Ordinances introduced before 1996 are available in the City Clerk's Office on microfiche. You can visit our research room to read them (and, if you bring a flash drive, scan them to PDF), or contact us to request a copy.

1923 to 1957

In 1920, Ordinance 40407 established the Seattle Zoning Commission, which was to "make a survey of the City of Seattle with a view of dividing the same into zones or districts, and report to the City Council a zoning or districting ordinance which shall specify the uses to which property in each district may be devoted...." The Seattle Municipal Archives holds the records of the Zoning Commission, which can be consulted in our research room.

The eventual result of the Zoning Commission's work was Ordinance 45382, adopted in 1923 - "An ordinance regulating and restricting the location of trades and industries; regulating and limiting the use of buildings and premises and the heights and size of buildings; providing for yards, courts or other open spaces; establishing districts for the said purposes; defining offenses; prescribing penalties and repealing all ordinances or parts of ordinances in conflict therewith."

Commonly known as the Zoning Ordinance, it was amended many times by subsequent ordinances, generally a section or a few sections at a time, until it was repealed and replaced in 1957. A scanned copy is available in the online database record. The 1923 zoning maps associated with Ordinance 45382 are in the Seattle Municipal Archives' Map Collection; descriptions and images are available online.

The scanned copy of the ordinance is useful because in addition to showing the full original text, each section was annotated by hand with the numbers of all the ordinances that subsequently amended its text. It also contains a chronological list of all the amending ordinances. Ordinances making changes to zoning during this period were generally titled "An ordinance relating to zoning and providing for the rezoning of [Lot(s), Block(s), Plat]," so knowing the legal description of a piece of property will be useful in researching changes to its zoning over time.
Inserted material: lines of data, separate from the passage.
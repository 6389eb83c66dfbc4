// SPDX-License-Identifier: CEPL-1.0
use std::rc::Rc;

use ash::vk;
use tracing::{debug, info};

use crate::caps::InstanceRequirements;
use crate::driver::{DebugMessengerDesc, Driver, InstanceDesc};
use crate::error::{Error, Result};
use crate::{version_string, PresentTarget, RenderConfig};

/// Connection to the Vulkan runtime. Destroyed last.
pub struct Instance<D: Driver> {
    driver: Rc<D>,
    raw: vk::Instance,
}

impl<D: Driver> Instance<D> {
    /// Negotiates the API floor, layers and extensions, then creates the
    /// instance. A missing requirement is fatal; nothing is substituted.
    pub fn new(driver: Rc<D>, cfg: &RenderConfig, target: &PresentTarget) -> Result<Rc<Self>> {
        let version = driver
            .instance_version()
            .map_err(Error::query("vkEnumerateInstanceVersion"))?;
        let surface_exts = driver
            .surface_extensions(target.display)
            .map_err(Error::query("enumerate_required_extensions"))?;
        let layers = driver
            .instance_layers()
            .map_err(Error::query("vkEnumerateInstanceLayerProperties"))?;
        let extensions = driver
            .instance_extensions()
            .map_err(Error::query("vkEnumerateInstanceExtensionProperties"))?;

        let requirements = InstanceRequirements::new(cfg.api_version, surface_exts, cfg.validation);
        requirements.check(version, &layers, &extensions)?;
        debug!(
            "instance layers {:?}, extensions {:?}",
            requirements.layers, requirements.extensions
        );

        let desc = InstanceDesc {
            app_name: &cfg.app_name,
            api_version: cfg.api_version,
            layers: &requirements.layers,
            extensions: &requirements.extensions,
        };
        // SAFETY: every layer and extension in `desc` was checked above.
        let raw = unsafe { driver.create_instance(&desc) }.map_err(Error::create("vkCreateInstance"))?;
        info!(
            "created Vulkan instance (runtime {}, requested {})",
            version_string(version),
            version_string(cfg.api_version)
        );

        Ok(Rc::new(Self { driver, raw }))
    }

    pub fn raw(&self) -> vk::Instance {
        self.raw
    }

    pub fn driver(&self) -> &Rc<D> {
        &self.driver
    }
}

impl<D: Driver> Drop for Instance<D> {
    fn drop(&mut self) {
        // SAFETY: every child holds an Rc to us, so none is alive here.
        unsafe { self.driver.destroy_instance(self.raw) };
    }
}

/// Validation-layer callback registration.
pub struct DebugMessenger<D: Driver> {
    instance: Rc<Instance<D>>,
    raw: vk::DebugUtilsMessengerEXT,
}

impl<D: Driver> DebugMessenger<D> {
    pub fn new(instance: &Rc<Instance<D>>) -> Result<Self> {
        let desc = DebugMessengerDesc {
            severity: vk::DebugUtilsMessageSeverityFlagsEXT::WARNING
                | vk::DebugUtilsMessageSeverityFlagsEXT::ERROR,
            types: vk::DebugUtilsMessageTypeFlagsEXT::GENERAL
                | vk::DebugUtilsMessageTypeFlagsEXT::VALIDATION
                | vk::DebugUtilsMessageTypeFlagsEXT::PERFORMANCE,
        };
        // SAFETY: the instance was created with VK_EXT_debug_utils when
        // validation is on, which is the only path that gets here.
        let raw = unsafe { instance.driver.create_debug_messenger(instance.raw, &desc) }
            .map_err(Error::create("vkCreateDebugUtilsMessengerEXT"))?;
        info!("created debug messenger");
        Ok(Self {
            instance: Rc::clone(instance),
            raw,
        })
    }
}

impl<D: Driver> Drop for DebugMessenger<D> {
    fn drop(&mut self) {
        // SAFETY: created from this instance, which is still alive.
        unsafe {
            self.instance
                .driver
                .destroy_debug_messenger(self.instance.raw, self.raw)
        };
    }
}

/// Presentable target bound to a native window.
pub struct Surface<D: Driver> {
    instance: Rc<Instance<D>>,
    raw: vk::SurfaceKHR,
}

impl<D: Driver> Surface<D> {
    pub fn new(instance: &Rc<Instance<D>>, target: &PresentTarget) -> Result<Rc<Self>> {
        // SAFETY: the surface extensions for this display were required at
        // instance creation; the window outlives the renderer.
        let raw = unsafe { instance.driver.create_surface(instance.raw, target) }
            .map_err(Error::create("vkCreateSurfaceKHR"))?;
        info!("created surface");
        Ok(Rc::new(Self {
            instance: Rc::clone(instance),
            raw,
        }))
    }

    pub fn raw(&self) -> vk::SurfaceKHR {
        self.raw
    }
}

impl<D: Driver> Drop for Surface<D> {
    fn drop(&mut self) {
        // SAFETY: swapchains hold an Rc to the surface, so none remain.
        unsafe { self.instance.driver.destroy_surface(self.instance.raw, self.raw) };
    }
}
Specific information about exactly when certain provisions or changes went into effect will be in the final text section of the ordinance that made the changes. Ordinances introduced before 1996 are available in the City Clerk's Office on microfiche. You can visit our research room to read them (and, if you bring a flash drive, scan them to PDF), or contact us to request a copy.

The Zoning Code as it stood in 1936 appears in Title II, Index 201, of the compiled "General Ordinances of Seattle," a print copy of which is available in our research room.

The Zoning Commission was replaced in 1924 by the City Planning Commission.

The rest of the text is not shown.